● **What you need to do**: Below are some records. How many of their lines contain the string "escaped"? Give the number only.

Dataset excerpts:

---

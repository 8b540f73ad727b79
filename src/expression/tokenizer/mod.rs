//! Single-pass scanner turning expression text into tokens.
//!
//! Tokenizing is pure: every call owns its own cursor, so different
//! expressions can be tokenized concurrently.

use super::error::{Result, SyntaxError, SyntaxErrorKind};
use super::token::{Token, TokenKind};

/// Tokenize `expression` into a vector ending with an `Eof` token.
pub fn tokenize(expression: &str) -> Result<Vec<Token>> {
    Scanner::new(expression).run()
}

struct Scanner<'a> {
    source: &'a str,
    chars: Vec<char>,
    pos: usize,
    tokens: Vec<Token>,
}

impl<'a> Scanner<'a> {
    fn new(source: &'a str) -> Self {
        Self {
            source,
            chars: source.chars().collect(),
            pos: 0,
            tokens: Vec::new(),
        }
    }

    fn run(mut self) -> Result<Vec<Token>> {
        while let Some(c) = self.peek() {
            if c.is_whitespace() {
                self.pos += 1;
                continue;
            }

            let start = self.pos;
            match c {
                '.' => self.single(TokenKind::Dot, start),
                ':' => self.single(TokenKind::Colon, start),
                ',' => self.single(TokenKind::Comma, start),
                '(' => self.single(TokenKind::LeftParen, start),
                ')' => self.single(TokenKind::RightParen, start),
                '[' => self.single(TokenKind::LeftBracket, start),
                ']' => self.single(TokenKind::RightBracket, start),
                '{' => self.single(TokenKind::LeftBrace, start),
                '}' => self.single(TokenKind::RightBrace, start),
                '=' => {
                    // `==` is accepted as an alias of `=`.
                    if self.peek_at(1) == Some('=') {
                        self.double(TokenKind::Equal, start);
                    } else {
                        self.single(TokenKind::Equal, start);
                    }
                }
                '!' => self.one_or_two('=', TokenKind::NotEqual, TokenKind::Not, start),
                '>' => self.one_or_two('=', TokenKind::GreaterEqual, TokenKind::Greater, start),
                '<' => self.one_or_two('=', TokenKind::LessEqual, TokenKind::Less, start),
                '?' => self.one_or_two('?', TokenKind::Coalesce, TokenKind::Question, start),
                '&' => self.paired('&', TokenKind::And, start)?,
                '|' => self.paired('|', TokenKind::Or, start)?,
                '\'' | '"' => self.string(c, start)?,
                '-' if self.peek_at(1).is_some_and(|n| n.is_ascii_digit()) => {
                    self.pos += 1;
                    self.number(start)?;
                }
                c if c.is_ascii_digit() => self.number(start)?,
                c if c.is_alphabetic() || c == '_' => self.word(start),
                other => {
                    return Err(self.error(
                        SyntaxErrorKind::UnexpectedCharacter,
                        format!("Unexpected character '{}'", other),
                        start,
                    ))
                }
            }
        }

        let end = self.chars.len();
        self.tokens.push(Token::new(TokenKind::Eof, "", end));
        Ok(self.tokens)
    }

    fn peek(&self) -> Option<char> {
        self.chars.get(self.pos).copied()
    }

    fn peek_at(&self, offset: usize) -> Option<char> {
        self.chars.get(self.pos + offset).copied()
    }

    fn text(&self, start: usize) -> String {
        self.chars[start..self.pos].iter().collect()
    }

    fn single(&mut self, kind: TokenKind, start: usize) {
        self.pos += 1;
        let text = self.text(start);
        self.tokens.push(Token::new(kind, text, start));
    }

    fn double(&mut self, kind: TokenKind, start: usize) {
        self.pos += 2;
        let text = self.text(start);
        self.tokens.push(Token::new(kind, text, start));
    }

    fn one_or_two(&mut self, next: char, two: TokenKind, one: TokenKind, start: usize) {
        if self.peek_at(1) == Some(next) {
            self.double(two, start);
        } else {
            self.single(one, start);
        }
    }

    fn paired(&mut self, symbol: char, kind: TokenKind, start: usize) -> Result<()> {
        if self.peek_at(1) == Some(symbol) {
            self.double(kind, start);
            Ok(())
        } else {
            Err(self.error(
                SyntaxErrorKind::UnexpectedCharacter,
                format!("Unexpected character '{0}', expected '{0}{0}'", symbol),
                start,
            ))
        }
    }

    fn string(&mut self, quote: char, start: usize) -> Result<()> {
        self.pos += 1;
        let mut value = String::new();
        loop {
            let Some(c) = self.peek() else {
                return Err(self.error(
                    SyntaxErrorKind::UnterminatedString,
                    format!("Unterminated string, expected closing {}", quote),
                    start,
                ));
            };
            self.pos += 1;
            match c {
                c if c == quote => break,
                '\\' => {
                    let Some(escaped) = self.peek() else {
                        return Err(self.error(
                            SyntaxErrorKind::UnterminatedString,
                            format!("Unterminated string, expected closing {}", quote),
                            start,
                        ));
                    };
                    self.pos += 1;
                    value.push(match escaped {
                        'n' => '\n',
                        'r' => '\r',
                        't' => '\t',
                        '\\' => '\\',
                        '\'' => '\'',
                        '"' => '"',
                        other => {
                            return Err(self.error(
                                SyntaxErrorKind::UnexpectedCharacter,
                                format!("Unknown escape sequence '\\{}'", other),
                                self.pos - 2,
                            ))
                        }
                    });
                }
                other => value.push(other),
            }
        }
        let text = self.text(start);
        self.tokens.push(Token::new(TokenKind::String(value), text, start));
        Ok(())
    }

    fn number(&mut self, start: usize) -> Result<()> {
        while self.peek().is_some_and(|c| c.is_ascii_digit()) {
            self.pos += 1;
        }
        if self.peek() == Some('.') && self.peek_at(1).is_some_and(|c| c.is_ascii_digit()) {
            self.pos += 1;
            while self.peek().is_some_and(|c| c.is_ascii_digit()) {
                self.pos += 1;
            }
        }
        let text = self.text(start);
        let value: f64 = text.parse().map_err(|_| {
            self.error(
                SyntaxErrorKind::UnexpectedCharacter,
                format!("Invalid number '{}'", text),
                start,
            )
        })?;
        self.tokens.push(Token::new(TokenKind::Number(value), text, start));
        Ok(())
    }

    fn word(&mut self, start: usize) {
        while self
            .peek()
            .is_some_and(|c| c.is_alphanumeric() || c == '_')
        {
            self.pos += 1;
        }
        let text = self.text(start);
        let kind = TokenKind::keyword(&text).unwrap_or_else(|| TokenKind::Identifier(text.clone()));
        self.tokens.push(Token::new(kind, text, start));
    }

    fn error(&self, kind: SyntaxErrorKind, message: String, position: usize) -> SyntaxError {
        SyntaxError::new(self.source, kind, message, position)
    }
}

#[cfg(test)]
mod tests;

---

● **Answer to this problem**: 2